Figure 4. DNA damage following genotoxic stress in MSCs from obese and control animals. The pictures are representative images of immunocytochemistry performed on MSC samples to detect γ-H2AX (green) and nuclei (blue). Insets, are higher magnifications of the same samples. The column scatter plot indicates the degree of H2AX phosphorylation that was determined by counting the number of γ-H2AX immunofluorescent foci per cell. The foci number was determined for 200 cells. Each dot represents a single cell. Horizontal bars indicate the mean value for each category (n = 6 biological replicates; ***p <0.001 is statistical significance between ND and HFD samples; ### p<0.001 is statistical significance within a single group, either ND or HFD. The comparison is between time zero and the other time points).
We performed a follow-up of γ-H2AX foci 1 hr, 6 hrs and 48 hrs following 300 μM H2O2 treatment of MSC cultures. BM-MSCs from control mice showed a strong increase of γ-H2AX staining 6 hours after stress and then a decline of damage foci. In samples from obese animals, the peak of DNA damage foci was detected 1 hour after stress, and then the signal intensity decreased. Of interest in sWAT- and vWAT-MSCs from both control and obese mice, we noticed a persistence of γ-H2AX foci even at 6 hrs and 48 hrs time point, suggesting the presence of unrepaired/misrepaired DNA.

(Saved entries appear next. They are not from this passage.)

use serde::Deserialize;
use serde_json::{Map, Value};
use tracing::debug;

use super::{ParsedRecord, Parser};
use crate::error::{Result, SyncError};
use crate::fetcher::Payload;

#[derive(Debug, Clone, Deserialize)]
#[serde(default)]
pub struct CsvSettings {
    pub header: bool,
    pub delimiter: String,
}

impl Default for CsvSettings {
    fn default() -> Self {
        Self {
            header: true,
            delimiter: ",".to_string(),
        }
    }
}

pub struct CsvParser {
    header: bool,
    delimiter: u8,
}

impl CsvParser {
    pub fn new(settings: CsvSettings) -> Result<Self> {
        let delimiter = match settings.delimiter.as_bytes() {
            [byte] => *byte,
            b"\\t" => b'\t',
            _ => {
                return Err(SyncError::Config(format!(
                    "csv delimiter must be a single byte, got {:?}",
                    settings.delimiter
                )))
            }
        };
        Ok(Self {
            header: settings.header,
            delimiter,
        })
    }
}

impl Parser for CsvParser {
    fn parse(&self, payload: Payload) -> Result<Vec<ParsedRecord>> {
        let text = payload.into_text()?;
        let text = text.trim_start_matches('\u{feff}');
        debug!("CsvParser: start bytes_len={}", text.len());

        let mut reader = ::csv::ReaderBuilder::new()
            .has_headers(false)
            .flexible(true)
            .delimiter(self.delimiter)
            .from_reader(text.as_bytes());

        let mut header: Option<Vec<String>> = None;
        let mut out = Vec::new();
        for row in reader.records() {
            let row = row?;
            if row.iter().all(|field| field.trim().is_empty()) {
                continue;
            }
            if self.header && header.is_none() {
                header = Some(row.iter().map(|h| h.trim().to_string()).collect());
                continue;
            }
            let record = match &header {
                Some(names) if names.len() == row.len() => {
                    let mut map = Map::new();
                    for (name, field) in names.iter().zip(row.iter()) {
                        map.insert(name.clone(), Value::String(field.to_string()));
                    }
                    Value::Object(map)
                }
                _ => Value::Array(
                    row.iter()
                        .map(|field| Value::String(field.to_string()))
                        .collect(),
                ),
            };
            out.push(ParsedRecord::new(out.len().to_string(), record));
        }
        debug!("CsvParser: parsed rows={}", out.len());
        Ok(out)
    }
}
//! Persistence for sync identities, target records and entity resolution.

use async_trait::async_trait;
use serde::{Deserialize, Serialize};
use serde_json::{Map, Value};

use crate::error::Result;
use crate::item::{assign, lookup};

pub mod database;
pub mod entity_store;
pub mod provider;
pub mod sync_storage;

pub use database::Database;
pub use entity_store::SqliteEntityStore;
pub use provider::{EntityProvider, ResolvedEntity, SyncLink};
pub use sync_storage::SqliteSyncStorage;

/// A local target record owned by the entity store.
#[derive(Debug, Clone, PartialEq, Serialize, Deserialize)]
pub struct Record {
    pub entity_type: String,
    pub bundle: String,
    pub entity_id: Option<i64>,
    pub fields: Map<String, Value>,
    pub created: i64,
    pub changed: i64,
}

impl Record {
    pub fn new(
        entity_type: impl Into<String>,
        bundle: impl Into<String>,
        fields: Map<String, Value>,
    ) -> Self {
        Self {
            entity_type: entity_type.into(),
            bundle: bundle.into(),
            entity_id: None,
            fields,
            created: 0,
            changed: 0,
        }
    }

    pub fn is_new(&self) -> bool {
        self.entity_id.is_none()
    }

    /// Dotted-path read, e.g. `address.city`.
    pub fn get(&self, path: &str) -> Option<&Value> {
        lookup(&self.fields, path)
    }

    pub fn get_str(&self, path: &str) -> Option<&str> {
        self.get(path).and_then(Value::as_str)
    }

    pub fn set(&mut self, path: &str, value: impl Into<Value>) {
        assign(&mut self.fields, path, value.into());
    }

    pub fn label(&self) -> String {
        match self.entity_id {
            Some(id) => format!("{}:{}", self.entity_type, id),
            None => format!("{}:new", self.entity_type),
        }
    }
}

#[derive(Debug, Clone, Copy, PartialEq, Eq, Serialize, Deserialize)]
pub enum SaveStatus {
    New,
    Updated,
}

impl SaveStatus {
    pub fn as_str(&self) -> &'static str {
        match self {
            SaveStatus::New => "NEW",
            SaveStatus::Updated => "UPDATE",
        }
    }
}

/// One `sync` row: a source identity linked to a local record.
#[derive(Debug, Clone, PartialEq, Eq, Serialize, Deserialize)]
pub struct SyncRow {
    pub id: String,
    pub entity_type: String,
    pub entity_id: i64,
    pub locked: bool,
}

/// Identity link plus group timestamp, written together.
#[derive(Debug, Clone, PartialEq, Eq)]
pub struct LinkWrite {
    pub id: String,
    pub entity_type: String,
    pub entity_id: i64,
    pub group: String,
    pub changed: i64,
}

/// Equality filter over `sync` rows; unset fields match anything.
#[derive(Debug, Clone, Default, PartialEq, Eq)]
pub struct SyncFilter {
    pub id: Option<String>,
    pub entity_type: Option<String>,
    pub entity_id: Option<i64>,
    pub locked: Option<bool>,
}

impl SyncFilter {
    pub fn identity(id: &str, entity_type: &str) -> Self {
        Self {
            id: Some(id.to_string()),
            entity_type: Some(entity_type.to_string()),
            ..Self::default()
        }
    }

    pub fn record(entity_type: &str, entity_id: i64) -> Self {
        Self {
            entity_type: Some(entity_type.to_string()),
            entity_id: Some(entity_id),
            ..Self::default()
        }
    }
}

/// Selects identities of a group not touched since `changed_before`.
#[derive(Debug, Clone, PartialEq, Eq)]
pub struct StaleQuery {
    pub group: String,
    pub changed_before: i64,
    pub entity_type: Option<String>,
    pub include_locked: bool,
}

/// A stale identity as returned by the cleanup query and carried by clean jobs.
#[derive(Debug, Clone, PartialEq, Eq, Serialize, Deserialize)]
pub struct StaleRow {
    pub id: String,
    pub group: String,
    pub changed: i64,
    pub entity_type: String,
    pub entity_id: i64,
    pub locked: bool,
}

#[async_trait]
pub trait SyncStorage: Send + Sync {
    async fn load_identity(&self, id: &str, entity_type: &str) -> Result<Option<SyncRow>>;
    async fn load_by_properties(&self, filter: &SyncFilter) -> Result<Vec<SyncRow>>;
    /// Upserts the identity link and, only if that succeeded, the group timestamp.
    async fn save_link(&self, link: &LinkWrite) -> Result<()>;
    async fn set_locked(&self, id: &str, entity_type: &str, locked: bool) -> Result<bool>;
    async fn last_updated(&self, id: &str, group: &str) -> Result<Option<i64>>;
    async fn stale(&self, query: &StaleQuery) -> Result<Vec<StaleRow>>;
    async fn delete_by_properties(&self, filter: &SyncFilter) -> Result<usize>;
    async fn wipe(&self) -> Result<()>;
}

#[async_trait]
pub trait EntityStore: Send + Sync {
    async fn load(&self, entity_type: &str, entity_id: i64) -> Result<Option<Record>>;
    /// Records whose fields equal every entry of `values`.
    async fn load_by_properties(
        &self,
        entity_type: &str,
        bundle: Option<&str>,
        values: &Map<String, Value>,
    ) -> Result<Vec<Record>>;
    async fn save(&self, record: &mut Record, now: i64) -> Result<SaveStatus>;
    async fn delete(&self, record: &Record) -> Result<bool>;
    async fn count(&self, entity_type: &str) -> Result<usize>;
}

Stemness and differentiation properties
Senescence could affect the MSC properties, such as self-renewal and multipotential differentiation properties. CFU assay, however, did not show significant changes in the clonogenic potential of MSCs from obese samples compared with controls (Figure 5A). Moreover, the MSC differentiation into adipocytes, chondrocytes and osteocytes, following incubation in induction media, was not impaired in obese mice (Figure 5B).
Figure 5. Clonogenic and differentiation properties of MSCs. (A) The pictures show representative crystal violet staining (CFU-assay) of clones obtained after 14 days of incubation, with MSCs obtained from obese and control animals. The mean number of clones per 1,000 cells plated in 100 mm dish (± SD, n = 6) is indicated in the graph below. (B) Adipocyte, osteocyte, and chondrocyte differentiation of MSCs obtained from obese and control animals. The figure shows representative images of Oil Red Oil (adipocytes), Alizarin Red S (osteocytes), and Safranin O (chondrocytes) staining for every experimental condition. (C) Qualitative RT-PCR analysis of differentiation markers expressed in proliferating MSC cultures from obese and normal samples. The picture shows a representative gel-electrophoresis analysis.
MSCs are a heterogeneous population containing both stem cells and lineage-committed progenitors for production of osteocytes, chondrocytes and adipocytes. Hence, in the absence of external differentiation cues, in proliferating MSC cultures it is possible to detect markers of lineage commitment. The identification of such markers is an indication of which lineage-committed progenitors are more abundant and/or are already at an advanced differentiation stage in the MSC population. In proliferating MSCs from BM, sWAT and vWAT of control animals, we observed the expression of adipogenic (LPL, PPARG) and osteogenic markers (Osteopontin/SPP1, Osterix/Osx), while we did not detect the expression of chondrogenic markers (Aggrecan/Acan, Col1A1) (Figure 5C). The obesity status did not affect the expression of these markers (Figure 5C).
Senescence occurring in tissues and organs may have negative consequences on the body’s functions. This event may greatly impair the renewal of tissues and the organismal homeostasis, especially when it affects stem cells, such as those present in MSCs. Several studies have shown that MSCs reside at the outer surface of the sinusoids in the bone marrow stroma. This finding supports the hypothesis that multipotent stromal cells could be present in the subendothelial region of small blood vessels present in the stromal component of nearly every organ . It is evident that senescence of MSCs may have multi-organ aftermaths.
MSCs can be also isolated from stromal components of adipose tissues and play a key role in adipose tissue development, differentiation and maintenance as well as in organismal homeostasis . Recent studies have evidenced that obesity may induce senescence of bone marrow derived MSCs . These researches are consistent with findings showing that senescence is a major mechanism in the development and progression of various metabolic diseases, such as obesity and type-2 diabetes .
On this premise, we performed a more systematic investigation on the impact of obesity on the functionality of MSCs obtained from different districts. We evaluated obesity effects on MSCs obtained from sWAT, vWAT and bWAT of young male mice. Analysis of senescence is not a trivial investigation, since several in vitro and in vivo parameters may change the research outcomes. For example, in vitro cultivation may affect MSC properties . For this reason, we performed our investigation on cells at very early passages (P1-P3). Furthermore, many in vivo parameters (sex, age, co-morbidities) may impair a meaningful readout of senescence process. We then selected only young male animals to reduce variability, since chronological aging and estrogen fluctuation may influence MSC functions [24–26]. Further studies should be performed to evaluate the effects of age and sex on MSC dysfunction associated with obesity.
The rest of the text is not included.